§ Task statement: When you reach the line containing "j.fail(err.to_string());" in the data below, begin returning lines exactly as written, and stop once the line containing "let windows = self.ensure_peaks(&video, &series).await?;" has been returned.
[Opening Records section]
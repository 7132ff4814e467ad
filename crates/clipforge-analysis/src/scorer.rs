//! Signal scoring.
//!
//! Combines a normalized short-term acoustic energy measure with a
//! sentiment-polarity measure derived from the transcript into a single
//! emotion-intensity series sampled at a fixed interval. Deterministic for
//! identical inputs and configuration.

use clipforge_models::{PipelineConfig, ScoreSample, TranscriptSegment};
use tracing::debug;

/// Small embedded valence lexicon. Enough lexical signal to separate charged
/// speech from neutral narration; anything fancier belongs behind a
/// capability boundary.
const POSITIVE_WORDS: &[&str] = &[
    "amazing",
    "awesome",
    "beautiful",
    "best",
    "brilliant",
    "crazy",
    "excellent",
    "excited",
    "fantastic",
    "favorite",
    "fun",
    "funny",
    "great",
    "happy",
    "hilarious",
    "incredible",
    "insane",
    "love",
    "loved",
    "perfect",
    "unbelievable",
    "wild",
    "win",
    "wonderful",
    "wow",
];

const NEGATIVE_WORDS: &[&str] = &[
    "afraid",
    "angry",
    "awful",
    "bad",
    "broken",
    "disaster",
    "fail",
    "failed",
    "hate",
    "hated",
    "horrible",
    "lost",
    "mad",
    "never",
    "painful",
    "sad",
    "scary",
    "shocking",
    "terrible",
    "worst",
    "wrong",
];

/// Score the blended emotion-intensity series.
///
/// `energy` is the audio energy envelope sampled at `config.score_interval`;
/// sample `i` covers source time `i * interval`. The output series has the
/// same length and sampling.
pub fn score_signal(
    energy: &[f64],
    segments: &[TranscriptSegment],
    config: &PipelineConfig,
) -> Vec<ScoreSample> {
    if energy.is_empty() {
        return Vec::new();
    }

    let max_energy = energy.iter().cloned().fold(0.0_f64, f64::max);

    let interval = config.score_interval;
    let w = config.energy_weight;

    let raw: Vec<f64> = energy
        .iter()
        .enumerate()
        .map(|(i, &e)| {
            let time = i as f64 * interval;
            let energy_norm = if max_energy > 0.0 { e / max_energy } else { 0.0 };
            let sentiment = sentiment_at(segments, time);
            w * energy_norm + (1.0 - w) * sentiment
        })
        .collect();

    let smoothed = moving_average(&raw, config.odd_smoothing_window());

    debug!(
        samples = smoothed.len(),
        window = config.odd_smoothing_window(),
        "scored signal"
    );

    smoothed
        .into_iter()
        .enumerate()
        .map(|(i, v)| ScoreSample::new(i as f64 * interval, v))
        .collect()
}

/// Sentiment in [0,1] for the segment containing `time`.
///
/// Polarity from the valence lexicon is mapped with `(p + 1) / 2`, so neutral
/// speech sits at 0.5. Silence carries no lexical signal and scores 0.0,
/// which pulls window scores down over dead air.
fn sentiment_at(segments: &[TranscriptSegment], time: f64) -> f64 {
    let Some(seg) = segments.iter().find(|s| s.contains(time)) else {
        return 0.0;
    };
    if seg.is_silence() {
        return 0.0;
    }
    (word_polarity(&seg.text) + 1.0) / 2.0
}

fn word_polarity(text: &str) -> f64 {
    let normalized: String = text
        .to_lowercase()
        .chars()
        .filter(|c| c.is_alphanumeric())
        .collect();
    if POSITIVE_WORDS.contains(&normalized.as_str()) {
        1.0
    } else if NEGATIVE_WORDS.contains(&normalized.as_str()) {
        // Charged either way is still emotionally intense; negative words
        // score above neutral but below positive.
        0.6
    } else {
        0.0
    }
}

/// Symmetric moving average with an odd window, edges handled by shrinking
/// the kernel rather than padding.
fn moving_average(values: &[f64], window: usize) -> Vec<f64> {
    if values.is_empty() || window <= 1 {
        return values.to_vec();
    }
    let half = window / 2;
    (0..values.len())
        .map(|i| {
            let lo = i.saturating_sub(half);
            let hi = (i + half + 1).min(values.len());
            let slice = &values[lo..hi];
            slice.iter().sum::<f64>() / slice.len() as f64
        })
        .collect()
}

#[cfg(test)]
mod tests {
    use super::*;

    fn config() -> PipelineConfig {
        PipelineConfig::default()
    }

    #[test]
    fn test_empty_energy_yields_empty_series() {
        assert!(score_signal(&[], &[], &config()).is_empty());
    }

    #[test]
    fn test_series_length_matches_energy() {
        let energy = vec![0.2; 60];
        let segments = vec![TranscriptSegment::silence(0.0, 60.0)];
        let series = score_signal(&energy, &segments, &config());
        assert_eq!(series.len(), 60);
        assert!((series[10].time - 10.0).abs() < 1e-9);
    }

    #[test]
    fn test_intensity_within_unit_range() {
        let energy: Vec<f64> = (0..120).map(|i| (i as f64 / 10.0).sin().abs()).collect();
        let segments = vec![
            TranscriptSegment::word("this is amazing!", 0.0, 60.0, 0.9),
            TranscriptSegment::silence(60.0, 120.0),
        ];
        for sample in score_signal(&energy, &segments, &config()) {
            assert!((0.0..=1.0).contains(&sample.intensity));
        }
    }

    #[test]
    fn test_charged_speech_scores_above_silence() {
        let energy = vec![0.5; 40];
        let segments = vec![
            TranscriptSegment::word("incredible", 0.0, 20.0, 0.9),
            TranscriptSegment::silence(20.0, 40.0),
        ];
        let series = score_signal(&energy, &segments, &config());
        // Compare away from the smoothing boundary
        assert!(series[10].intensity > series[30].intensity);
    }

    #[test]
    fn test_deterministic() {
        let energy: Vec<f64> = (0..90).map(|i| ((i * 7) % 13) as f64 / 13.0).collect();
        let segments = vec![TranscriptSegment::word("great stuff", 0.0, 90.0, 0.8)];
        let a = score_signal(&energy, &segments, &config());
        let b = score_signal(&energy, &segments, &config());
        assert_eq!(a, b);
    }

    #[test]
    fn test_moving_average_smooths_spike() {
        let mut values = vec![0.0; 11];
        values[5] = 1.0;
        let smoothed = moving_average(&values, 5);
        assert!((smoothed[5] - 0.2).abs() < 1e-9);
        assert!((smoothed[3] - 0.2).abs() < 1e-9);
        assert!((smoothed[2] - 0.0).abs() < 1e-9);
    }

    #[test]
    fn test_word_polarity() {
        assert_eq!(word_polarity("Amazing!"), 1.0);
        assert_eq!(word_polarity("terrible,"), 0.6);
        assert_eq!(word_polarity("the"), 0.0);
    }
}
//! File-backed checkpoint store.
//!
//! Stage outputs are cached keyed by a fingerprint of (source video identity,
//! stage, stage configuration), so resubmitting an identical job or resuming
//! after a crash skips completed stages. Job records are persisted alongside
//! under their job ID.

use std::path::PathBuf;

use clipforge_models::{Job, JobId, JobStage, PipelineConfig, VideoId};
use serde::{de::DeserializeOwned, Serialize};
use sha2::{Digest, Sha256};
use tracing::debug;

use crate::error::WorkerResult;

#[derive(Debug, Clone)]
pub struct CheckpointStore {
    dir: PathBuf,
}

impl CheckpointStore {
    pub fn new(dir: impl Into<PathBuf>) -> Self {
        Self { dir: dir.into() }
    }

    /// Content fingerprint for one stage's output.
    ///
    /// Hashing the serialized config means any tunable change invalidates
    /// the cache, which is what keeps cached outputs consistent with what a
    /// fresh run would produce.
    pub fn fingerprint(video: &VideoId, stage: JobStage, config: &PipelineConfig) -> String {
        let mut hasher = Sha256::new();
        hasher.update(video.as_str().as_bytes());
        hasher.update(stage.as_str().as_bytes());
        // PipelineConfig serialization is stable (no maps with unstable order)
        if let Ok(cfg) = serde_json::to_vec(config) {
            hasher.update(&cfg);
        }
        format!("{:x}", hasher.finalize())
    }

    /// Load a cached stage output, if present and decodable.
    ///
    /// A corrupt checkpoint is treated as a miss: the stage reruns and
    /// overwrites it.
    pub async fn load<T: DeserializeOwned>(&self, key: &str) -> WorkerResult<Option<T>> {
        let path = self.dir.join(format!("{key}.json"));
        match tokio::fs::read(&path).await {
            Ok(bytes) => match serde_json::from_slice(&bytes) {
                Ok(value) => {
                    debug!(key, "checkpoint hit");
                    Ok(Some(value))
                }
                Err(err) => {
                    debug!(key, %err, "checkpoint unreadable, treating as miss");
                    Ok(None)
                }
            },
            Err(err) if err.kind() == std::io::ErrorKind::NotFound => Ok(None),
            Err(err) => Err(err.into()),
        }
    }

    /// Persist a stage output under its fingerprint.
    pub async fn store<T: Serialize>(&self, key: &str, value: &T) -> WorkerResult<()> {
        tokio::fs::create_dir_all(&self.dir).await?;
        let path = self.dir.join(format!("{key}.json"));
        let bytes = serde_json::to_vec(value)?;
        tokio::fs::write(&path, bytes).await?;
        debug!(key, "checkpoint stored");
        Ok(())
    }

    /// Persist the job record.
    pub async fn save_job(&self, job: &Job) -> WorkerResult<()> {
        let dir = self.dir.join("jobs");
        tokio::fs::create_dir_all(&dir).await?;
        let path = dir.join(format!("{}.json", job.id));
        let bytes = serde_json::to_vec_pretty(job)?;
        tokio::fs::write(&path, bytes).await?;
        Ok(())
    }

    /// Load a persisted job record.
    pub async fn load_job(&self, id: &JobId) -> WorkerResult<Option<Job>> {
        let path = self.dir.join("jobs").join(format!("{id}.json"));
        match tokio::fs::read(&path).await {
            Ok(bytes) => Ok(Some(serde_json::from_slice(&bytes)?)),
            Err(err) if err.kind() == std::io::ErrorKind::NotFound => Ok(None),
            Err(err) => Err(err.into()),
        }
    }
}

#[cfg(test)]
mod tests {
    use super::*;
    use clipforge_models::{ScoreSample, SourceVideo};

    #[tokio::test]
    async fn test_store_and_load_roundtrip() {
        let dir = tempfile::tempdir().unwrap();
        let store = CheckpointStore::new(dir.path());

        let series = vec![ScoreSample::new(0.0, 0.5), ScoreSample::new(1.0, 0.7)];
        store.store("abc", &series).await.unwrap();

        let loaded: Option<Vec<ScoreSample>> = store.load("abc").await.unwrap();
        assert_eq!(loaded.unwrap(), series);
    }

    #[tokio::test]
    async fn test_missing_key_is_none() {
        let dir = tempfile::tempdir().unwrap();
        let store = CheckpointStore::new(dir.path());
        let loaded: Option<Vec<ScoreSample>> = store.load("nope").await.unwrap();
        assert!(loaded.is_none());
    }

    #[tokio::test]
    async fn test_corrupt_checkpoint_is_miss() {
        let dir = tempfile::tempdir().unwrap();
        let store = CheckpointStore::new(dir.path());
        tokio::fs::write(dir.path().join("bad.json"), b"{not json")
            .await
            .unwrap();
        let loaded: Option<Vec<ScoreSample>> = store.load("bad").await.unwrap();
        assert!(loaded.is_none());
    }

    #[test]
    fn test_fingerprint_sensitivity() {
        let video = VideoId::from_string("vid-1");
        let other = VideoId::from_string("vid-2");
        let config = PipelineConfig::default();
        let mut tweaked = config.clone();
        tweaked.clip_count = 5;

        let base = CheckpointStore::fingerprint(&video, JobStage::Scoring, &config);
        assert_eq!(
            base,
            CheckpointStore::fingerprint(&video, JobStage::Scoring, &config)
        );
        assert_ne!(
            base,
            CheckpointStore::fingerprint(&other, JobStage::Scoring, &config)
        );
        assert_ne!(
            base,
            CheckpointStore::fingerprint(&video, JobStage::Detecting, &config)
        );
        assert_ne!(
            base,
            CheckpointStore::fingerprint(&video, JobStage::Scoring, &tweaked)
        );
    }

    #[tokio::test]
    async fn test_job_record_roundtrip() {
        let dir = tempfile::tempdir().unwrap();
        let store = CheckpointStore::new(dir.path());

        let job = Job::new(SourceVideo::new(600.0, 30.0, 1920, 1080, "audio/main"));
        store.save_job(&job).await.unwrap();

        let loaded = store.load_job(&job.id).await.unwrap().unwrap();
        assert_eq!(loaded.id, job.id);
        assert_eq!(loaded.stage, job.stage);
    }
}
[Closing Records section]
[Opening Records section]
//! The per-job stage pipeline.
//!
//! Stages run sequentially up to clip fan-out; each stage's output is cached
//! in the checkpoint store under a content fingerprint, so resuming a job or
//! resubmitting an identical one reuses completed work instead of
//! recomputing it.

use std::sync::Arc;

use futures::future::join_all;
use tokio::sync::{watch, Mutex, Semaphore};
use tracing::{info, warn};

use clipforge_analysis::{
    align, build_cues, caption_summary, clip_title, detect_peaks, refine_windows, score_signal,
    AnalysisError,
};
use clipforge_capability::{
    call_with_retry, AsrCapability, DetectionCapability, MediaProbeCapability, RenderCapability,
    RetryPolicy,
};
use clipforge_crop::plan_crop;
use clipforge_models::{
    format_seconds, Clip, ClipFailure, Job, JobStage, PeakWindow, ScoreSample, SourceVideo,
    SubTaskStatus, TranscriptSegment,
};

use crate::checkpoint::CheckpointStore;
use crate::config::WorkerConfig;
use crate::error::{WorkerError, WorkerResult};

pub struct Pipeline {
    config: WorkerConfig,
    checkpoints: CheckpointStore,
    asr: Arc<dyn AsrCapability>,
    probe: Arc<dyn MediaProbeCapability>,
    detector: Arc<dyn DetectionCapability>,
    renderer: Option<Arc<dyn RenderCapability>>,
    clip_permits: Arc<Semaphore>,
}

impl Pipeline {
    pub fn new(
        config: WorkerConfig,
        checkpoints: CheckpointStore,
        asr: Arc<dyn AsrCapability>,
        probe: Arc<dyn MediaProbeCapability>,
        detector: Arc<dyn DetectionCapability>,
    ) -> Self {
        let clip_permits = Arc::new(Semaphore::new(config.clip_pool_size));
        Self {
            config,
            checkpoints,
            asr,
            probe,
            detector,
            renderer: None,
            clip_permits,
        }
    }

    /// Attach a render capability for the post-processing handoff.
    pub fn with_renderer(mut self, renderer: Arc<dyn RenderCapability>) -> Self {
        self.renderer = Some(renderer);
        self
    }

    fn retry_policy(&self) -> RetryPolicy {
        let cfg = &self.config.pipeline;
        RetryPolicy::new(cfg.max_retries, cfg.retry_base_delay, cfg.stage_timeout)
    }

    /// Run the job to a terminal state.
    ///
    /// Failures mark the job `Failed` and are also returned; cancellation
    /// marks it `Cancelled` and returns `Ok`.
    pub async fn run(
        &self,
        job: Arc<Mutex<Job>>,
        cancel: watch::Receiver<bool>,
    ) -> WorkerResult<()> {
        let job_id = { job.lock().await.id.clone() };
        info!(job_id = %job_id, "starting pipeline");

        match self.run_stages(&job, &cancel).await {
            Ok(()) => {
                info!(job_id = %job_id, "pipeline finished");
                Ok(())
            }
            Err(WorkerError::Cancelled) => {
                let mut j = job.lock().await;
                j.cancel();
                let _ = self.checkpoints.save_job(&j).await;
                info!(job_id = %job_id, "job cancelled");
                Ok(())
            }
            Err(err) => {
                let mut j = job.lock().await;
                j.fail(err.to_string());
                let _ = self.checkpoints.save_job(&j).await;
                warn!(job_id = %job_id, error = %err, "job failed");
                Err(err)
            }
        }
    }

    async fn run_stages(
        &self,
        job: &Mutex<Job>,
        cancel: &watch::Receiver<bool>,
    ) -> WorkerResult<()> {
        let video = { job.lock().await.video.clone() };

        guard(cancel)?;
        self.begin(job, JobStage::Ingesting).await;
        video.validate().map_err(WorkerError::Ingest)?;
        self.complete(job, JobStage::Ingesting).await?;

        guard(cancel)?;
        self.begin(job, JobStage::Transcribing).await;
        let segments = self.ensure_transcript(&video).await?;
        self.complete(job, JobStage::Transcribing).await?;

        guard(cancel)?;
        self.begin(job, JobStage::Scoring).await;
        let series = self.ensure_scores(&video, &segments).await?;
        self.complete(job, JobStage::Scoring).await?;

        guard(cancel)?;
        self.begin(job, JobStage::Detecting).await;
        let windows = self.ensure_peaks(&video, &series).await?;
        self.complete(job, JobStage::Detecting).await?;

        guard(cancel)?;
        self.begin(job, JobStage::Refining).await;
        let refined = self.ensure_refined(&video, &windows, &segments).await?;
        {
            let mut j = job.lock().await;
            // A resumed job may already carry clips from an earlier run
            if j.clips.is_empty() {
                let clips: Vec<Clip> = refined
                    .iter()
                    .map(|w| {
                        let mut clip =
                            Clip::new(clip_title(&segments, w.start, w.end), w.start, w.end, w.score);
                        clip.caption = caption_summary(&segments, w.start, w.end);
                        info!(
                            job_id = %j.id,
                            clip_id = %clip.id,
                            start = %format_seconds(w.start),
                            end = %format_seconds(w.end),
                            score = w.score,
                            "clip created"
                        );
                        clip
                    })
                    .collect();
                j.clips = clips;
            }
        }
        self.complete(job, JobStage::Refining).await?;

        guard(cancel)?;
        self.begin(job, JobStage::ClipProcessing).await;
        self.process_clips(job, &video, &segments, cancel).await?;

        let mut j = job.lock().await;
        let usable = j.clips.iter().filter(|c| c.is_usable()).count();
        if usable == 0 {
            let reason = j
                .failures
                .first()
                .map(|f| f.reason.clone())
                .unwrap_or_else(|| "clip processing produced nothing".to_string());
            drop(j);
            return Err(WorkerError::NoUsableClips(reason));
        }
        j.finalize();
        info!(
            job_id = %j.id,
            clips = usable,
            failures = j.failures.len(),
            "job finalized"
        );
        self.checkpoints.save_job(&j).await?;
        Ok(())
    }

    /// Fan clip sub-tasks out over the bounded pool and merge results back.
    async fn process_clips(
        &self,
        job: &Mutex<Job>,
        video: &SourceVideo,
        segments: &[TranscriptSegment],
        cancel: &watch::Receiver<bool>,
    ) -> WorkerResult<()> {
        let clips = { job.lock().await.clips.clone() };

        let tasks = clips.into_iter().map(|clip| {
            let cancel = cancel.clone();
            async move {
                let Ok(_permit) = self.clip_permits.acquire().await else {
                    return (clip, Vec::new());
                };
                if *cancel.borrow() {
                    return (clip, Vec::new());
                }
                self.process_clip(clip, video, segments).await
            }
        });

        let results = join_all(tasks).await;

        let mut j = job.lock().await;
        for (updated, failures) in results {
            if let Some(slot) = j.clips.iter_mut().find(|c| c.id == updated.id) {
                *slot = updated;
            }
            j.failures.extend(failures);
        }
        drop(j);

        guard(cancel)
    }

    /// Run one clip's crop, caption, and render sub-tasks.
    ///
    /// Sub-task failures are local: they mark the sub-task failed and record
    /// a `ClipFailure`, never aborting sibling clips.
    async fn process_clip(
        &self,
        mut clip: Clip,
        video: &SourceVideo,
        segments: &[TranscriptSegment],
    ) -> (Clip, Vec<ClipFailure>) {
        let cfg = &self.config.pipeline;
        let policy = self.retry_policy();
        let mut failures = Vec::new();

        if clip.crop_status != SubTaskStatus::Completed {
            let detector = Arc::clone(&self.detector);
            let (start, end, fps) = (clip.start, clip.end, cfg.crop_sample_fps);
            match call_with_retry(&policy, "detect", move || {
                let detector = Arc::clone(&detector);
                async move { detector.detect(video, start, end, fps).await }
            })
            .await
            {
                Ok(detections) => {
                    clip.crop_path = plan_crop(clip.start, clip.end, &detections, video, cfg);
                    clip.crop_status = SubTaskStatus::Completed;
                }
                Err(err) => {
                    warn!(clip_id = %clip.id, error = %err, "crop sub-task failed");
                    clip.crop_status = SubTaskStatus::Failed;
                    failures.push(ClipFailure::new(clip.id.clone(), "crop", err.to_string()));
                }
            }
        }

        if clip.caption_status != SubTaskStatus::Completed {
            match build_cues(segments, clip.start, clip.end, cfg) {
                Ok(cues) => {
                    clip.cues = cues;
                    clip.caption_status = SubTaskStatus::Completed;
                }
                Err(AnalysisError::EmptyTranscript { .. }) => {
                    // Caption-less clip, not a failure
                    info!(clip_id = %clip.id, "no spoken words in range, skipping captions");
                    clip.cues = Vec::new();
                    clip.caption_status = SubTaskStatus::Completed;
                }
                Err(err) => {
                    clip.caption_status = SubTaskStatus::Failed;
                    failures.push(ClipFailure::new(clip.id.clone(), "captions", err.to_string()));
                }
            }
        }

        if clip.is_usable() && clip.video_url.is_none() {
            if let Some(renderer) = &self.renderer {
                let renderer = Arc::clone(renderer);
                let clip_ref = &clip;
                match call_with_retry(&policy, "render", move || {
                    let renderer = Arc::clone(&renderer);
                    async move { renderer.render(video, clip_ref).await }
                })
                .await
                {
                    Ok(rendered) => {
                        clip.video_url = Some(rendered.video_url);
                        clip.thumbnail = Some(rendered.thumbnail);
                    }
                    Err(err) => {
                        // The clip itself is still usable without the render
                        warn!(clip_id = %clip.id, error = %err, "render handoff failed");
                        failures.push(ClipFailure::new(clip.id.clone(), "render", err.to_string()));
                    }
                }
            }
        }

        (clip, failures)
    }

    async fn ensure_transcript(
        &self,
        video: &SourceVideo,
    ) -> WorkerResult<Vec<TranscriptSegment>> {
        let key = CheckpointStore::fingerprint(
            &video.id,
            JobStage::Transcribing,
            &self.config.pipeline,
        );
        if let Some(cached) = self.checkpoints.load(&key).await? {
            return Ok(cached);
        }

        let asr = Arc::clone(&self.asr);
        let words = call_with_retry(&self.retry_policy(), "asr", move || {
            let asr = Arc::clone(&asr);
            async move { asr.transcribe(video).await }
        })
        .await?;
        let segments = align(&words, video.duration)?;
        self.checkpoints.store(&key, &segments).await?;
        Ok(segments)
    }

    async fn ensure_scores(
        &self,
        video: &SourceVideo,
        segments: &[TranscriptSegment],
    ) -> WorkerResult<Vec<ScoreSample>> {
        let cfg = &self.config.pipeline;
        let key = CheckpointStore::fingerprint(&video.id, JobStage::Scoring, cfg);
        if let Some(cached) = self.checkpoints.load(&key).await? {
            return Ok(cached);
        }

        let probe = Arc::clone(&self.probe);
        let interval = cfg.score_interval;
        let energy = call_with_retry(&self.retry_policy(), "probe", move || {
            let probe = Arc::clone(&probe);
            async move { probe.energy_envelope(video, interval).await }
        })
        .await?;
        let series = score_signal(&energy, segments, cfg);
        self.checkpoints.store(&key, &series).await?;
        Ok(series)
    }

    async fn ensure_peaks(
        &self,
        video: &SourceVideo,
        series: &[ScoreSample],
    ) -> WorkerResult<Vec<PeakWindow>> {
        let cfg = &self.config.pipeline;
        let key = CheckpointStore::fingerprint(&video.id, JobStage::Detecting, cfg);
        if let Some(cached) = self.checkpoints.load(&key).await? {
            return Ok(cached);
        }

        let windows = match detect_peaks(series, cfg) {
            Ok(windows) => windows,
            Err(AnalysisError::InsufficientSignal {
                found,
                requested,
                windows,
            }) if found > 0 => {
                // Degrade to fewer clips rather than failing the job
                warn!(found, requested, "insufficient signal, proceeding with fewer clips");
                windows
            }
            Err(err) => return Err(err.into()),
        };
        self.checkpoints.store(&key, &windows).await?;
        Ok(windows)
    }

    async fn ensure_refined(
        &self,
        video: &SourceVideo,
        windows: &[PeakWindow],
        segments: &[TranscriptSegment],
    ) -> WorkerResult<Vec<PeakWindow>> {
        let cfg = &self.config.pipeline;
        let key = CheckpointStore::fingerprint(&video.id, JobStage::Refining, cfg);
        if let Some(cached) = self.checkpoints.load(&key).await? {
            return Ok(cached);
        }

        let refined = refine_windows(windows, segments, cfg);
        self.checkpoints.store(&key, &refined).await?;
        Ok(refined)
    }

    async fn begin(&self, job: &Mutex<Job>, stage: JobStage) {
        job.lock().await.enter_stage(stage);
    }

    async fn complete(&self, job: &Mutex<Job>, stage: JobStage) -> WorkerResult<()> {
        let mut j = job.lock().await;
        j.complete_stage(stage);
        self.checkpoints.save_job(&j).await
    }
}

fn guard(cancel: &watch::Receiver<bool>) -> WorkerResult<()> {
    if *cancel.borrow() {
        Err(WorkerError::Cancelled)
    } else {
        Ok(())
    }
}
[Closing Records section]
§ Reply:
                j.fail(err.to_string());
                let _ = self.checkpoints.save_job(&j).await;
                warn!(job_id = %job_id, error = %err, "job failed");
                Err(err)
            }
        }
    }

    async fn run_stages(
        &self,
        job: &Mutex<Job>,
        cancel: &watch::Receiver<bool>,
    ) -> WorkerResult<()> {
        let video = { job.lock().await.video.clone() };

        guard(cancel)?;
        self.begin(job, JobStage::Ingesting).await;
        video.validate().map_err(WorkerError::Ingest)?;
        self.complete(job, JobStage::Ingesting).await?;

        guard(cancel)?;
        self.begin(job, JobStage::Transcribing).await;
        let segments = self.ensure_transcript(&video).await?;
        self.complete(job, JobStage::Transcribing).await?;

        guard(cancel)?;
        self.begin(job, JobStage::Scoring).await;
        let series = self.ensure_scores(&video, &segments).await?;
        self.complete(job, JobStage::Scoring).await?;

        guard(cancel)?;
        self.begin(job, JobStage::Detecting).await;
        let windows = self.ensure_peaks(&video, &series).await?;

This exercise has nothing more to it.